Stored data
^^^^^^^^^^^^^^^^
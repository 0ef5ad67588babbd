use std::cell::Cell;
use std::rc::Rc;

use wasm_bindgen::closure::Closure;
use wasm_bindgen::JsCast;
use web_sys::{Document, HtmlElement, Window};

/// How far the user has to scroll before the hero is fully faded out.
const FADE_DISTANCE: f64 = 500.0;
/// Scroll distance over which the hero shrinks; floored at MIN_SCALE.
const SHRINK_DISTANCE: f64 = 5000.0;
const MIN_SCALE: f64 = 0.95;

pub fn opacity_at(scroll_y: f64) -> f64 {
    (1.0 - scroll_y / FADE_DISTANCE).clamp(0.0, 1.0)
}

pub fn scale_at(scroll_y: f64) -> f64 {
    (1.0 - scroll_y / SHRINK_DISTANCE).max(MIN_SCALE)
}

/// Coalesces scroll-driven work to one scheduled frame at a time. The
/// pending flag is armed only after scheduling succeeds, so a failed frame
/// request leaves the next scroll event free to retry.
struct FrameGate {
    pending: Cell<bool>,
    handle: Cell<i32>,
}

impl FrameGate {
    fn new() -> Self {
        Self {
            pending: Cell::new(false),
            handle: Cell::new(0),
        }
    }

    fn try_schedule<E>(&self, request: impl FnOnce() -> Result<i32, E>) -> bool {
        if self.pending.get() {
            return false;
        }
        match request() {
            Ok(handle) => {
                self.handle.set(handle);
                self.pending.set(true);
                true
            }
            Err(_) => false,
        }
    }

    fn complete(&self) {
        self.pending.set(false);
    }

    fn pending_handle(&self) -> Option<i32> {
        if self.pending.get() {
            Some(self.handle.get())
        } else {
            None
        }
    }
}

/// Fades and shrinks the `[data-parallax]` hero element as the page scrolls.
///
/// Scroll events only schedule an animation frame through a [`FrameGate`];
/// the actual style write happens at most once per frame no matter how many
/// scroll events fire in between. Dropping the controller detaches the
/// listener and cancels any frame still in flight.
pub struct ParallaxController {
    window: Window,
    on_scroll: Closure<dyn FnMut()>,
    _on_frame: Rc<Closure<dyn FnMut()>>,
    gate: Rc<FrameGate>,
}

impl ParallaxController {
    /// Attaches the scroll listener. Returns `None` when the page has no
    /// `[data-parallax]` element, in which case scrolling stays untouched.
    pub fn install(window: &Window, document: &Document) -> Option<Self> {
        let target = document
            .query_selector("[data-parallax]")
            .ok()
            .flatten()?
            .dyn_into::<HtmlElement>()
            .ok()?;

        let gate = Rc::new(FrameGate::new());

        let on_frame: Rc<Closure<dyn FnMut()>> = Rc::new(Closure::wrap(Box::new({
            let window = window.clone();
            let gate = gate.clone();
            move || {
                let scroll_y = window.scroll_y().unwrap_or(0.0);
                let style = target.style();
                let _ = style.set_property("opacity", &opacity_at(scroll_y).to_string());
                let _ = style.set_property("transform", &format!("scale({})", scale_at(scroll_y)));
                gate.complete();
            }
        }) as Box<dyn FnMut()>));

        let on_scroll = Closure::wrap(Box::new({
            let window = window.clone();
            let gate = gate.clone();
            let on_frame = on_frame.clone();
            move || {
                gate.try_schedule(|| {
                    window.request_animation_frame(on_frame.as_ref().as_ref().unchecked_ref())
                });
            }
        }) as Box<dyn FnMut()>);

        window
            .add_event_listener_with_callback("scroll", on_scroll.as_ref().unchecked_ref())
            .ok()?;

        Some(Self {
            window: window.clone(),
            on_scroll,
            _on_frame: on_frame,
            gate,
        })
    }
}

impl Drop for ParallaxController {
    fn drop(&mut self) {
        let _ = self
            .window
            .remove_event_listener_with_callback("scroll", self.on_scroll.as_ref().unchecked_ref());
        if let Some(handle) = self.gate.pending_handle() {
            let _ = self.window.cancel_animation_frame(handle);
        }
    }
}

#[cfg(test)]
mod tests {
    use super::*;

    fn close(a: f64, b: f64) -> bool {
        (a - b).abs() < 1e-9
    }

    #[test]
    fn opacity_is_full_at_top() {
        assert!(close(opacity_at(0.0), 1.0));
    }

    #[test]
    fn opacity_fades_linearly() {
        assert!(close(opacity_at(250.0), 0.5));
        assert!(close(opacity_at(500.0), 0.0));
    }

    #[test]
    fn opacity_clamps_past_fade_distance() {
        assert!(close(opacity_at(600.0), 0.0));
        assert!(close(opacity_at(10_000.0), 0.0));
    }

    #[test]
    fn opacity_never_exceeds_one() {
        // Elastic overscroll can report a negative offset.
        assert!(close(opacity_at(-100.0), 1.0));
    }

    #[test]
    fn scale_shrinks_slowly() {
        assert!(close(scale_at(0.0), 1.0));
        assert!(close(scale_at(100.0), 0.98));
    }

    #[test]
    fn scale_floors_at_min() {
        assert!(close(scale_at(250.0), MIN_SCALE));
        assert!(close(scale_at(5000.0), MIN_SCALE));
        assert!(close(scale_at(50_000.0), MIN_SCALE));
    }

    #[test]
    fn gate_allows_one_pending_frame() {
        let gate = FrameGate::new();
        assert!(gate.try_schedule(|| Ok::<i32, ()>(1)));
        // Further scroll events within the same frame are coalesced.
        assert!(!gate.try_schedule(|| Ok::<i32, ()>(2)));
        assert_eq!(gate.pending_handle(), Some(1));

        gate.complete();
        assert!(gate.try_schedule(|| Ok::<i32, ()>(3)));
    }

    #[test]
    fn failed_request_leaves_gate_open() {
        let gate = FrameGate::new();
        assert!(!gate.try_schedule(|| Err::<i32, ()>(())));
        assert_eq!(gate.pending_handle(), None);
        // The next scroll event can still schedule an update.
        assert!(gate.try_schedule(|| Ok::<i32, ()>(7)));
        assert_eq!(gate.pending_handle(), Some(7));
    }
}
^^^^^^^^^^^^^^^^
Your job is to write out the data exactly as it stands.

▶ Task response:
repository 0ef5ad67588babbd
use std::cell::Cell;
use std::rc::Rc;

use wasm_bindgen::closure::Closure;
use wasm_bindgen::JsCast;
use web_sys::{Document, HtmlElement, Window};

/// How far the user has to scroll before the hero is fully faded out.
const FADE_DISTANCE: f64 = 500.0;
/// Scroll distance over which the hero shrinks; floored at MIN_SCALE.
const SHRINK_DISTANCE: f64 = 5000.0;
const MIN_SCALE: f64 = 0.95;

pub fn opacity_at(scroll_y: f64) -> f64 {
    (1.0 - scroll_y / FADE_DISTANCE).clamp(0.0, 1.0)
}

pub fn scale_at(scroll_y: f64) -> f64 {
    (1.0 - scroll_y / SHRINK_DISTANCE).max(MIN_SCALE)
}

/// Coalesces scroll-driven work to one scheduled frame at a time. The
/// pending flag is armed only after scheduling succeeds, so a failed frame
/// request leaves the next scroll event free to retry.
struct FrameGate {
    pending: Cell<bool>,
    handle: Cell<i32>,
}

impl FrameGate {
    fn new() -> Self {
        Self {
            pending: Cell::new(false),
            handle: Cell::new(0),
        }
    }

    fn try_schedule<E>(&self, request: impl FnOnce() -> Result<i32, E>) -> bool {
        if self.pending.get() {
            return false;
        }
        match request() {
            Ok(handle) => {
                self.handle.set(handle);
                self.pending.set(true);
                true
            }
            Err(_) => false,
        }
    }

    fn complete(&self) {
        self.pending.set(false);
    }

    fn pending_handle(&self) -> Option<i32> {
        if self.pending.get() {
            Some(self.handle.get())
        } else {
            None
        }
    }
}

/// Fades and shrinks the `[data-parallax]` hero element as the page scrolls.
///
/// Scroll events only schedule an animation frame through a [`FrameGate`];
/// the actual style write happens at most once per frame no matter how many
/// scroll events fire in between. Dropping the controller detaches the
/// listener and cancels any frame still in flight.
pub struct ParallaxController {
    window: Window,
    on_scroll: Closure<dyn FnMut()>,
    _on_frame: Rc<Closure<dyn FnMut()>>,
    gate: Rc<FrameGate>,
}

impl ParallaxController {
    /// Attaches the scroll listener. Returns `None` when the page has no
    /// `[data-parallax]` element, in which case scrolling stays untouched.
    pub fn install(window: &Window, document: &Document) -> Option<Self> {
        let target = document
            .query_selector("[data-parallax]")
            .ok()
            .flatten()?
            .dyn_into::<HtmlElement>()
            .ok()?;

        let gate = Rc::new(FrameGate::new());

        let on_frame: Rc<Closure<dyn FnMut()>> = Rc::new(Closure::wrap(Box::new({
            let window = window.clone();
            let gate = gate.clone();
            move || {
                let scroll_y = window.scroll_y().unwrap_or(0.0);
                let style = target.style();
                let _ = style.set_property("opacity", &opacity_at(scroll_y).to_string());
                let _ = style.set_property("transform", &format!("scale({})", scale_at(scroll_y)));
                gate.complete();
            }
        }) as Box<dyn FnMut()>));

        let on_scroll = Closure::wrap(Box::new({
            let window = window.clone();
            let gate = gate.clone();
            let on_frame = on_frame.clone();
            move || {
                gate.try_schedule(|| {
                    window.request_animation_frame(on_frame.as_ref().as_ref().unchecked_ref())
                });
            }
        }) as Box<dyn FnMut()>);

        window
            .add_event_listener_with_callback("scroll", on_scroll.as_ref().unchecked_ref())
            .ok()?;

        Some(Self {
            window: window.clone(),
            on_scroll,
            _on_frame: on_frame,
            gate,
        })
    }
}

impl Drop for ParallaxController {
    fn drop(&mut self) {
        let _ = self
            .window
            .remove_event_listener_with_callback("scroll", self.on_scroll.as_ref().unchecked_ref());
        if let Some(handle) = self.gate.pending_handle() {
            let _ = self.window.cancel_animation_frame(handle);
        }
    }
}

#[cfg(test)]
mod tests {
    use super::*;

    fn close(a: f64, b: f64) -> bool {
        (a - b).abs() < 1e-9
    }

    #[test]
    fn opacity_is_full_at_top() {
        assert!(close(opacity_at(0.0), 1.0));
    }

    #[test]
    fn opacity_fades_linearly() {
        assert!(close(opacity_at(250.0), 0.5));
        assert!(close(opacity_at(500.0), 0.0));
    }

    #[test]
    fn opacity_clamps_past_fade_distance() {
        assert!(close(opacity_at(600.0), 0.0));
        assert!(close(opacity_at(10_000.0), 0.0));
    }

    #[test]
    fn opacity_never_exceeds_one() {
        // Elastic overscroll can report a negative offset.
        assert!(close(opacity_at(-100.0), 1.0));
    }

    #[test]
    fn scale_shrinks_slowly() {
        assert!(close(scale_at(0.0), 1.0));
        assert!(close(scale_at(100.0), 0.98));
    }

    #[test]
    fn scale_floors_at_min() {
        assert!(close(scale_at(250.0), MIN_SCALE));
        assert!(close(scale_at(5000.0), MIN_SCALE));
        assert!(close(scale_at(50_000.0), MIN_SCALE));
    }

    #[test]
    fn gate_allows_one_pending_frame() {
        let gate = FrameGate::new();
        assert!(gate.try_schedule(|| Ok::<i32, ()>(1)));
        // Further scroll events within the same frame are coalesced.
        assert!(!gate.try_schedule(|| Ok::<i32, ()>(2)));
        assert_eq!(gate.pending_handle(), Some(1));

        gate.complete();
        assert!(gate.try_schedule(|| Ok::<i32, ()>(3)));
    }

    #[test]
    fn failed_request_leaves_gate_open() {
        let gate = FrameGate::new();
        assert!(!gate.try_schedule(|| Err::<i32, ()>(())));
        assert_eq!(gate.pending_handle(), None);
        // The next scroll event can still schedule an update.
        assert!(gate.try_schedule(|| Ok::<i32, ()>(7)));
        assert_eq!(gate.pending_handle(), Some(7));
    }
}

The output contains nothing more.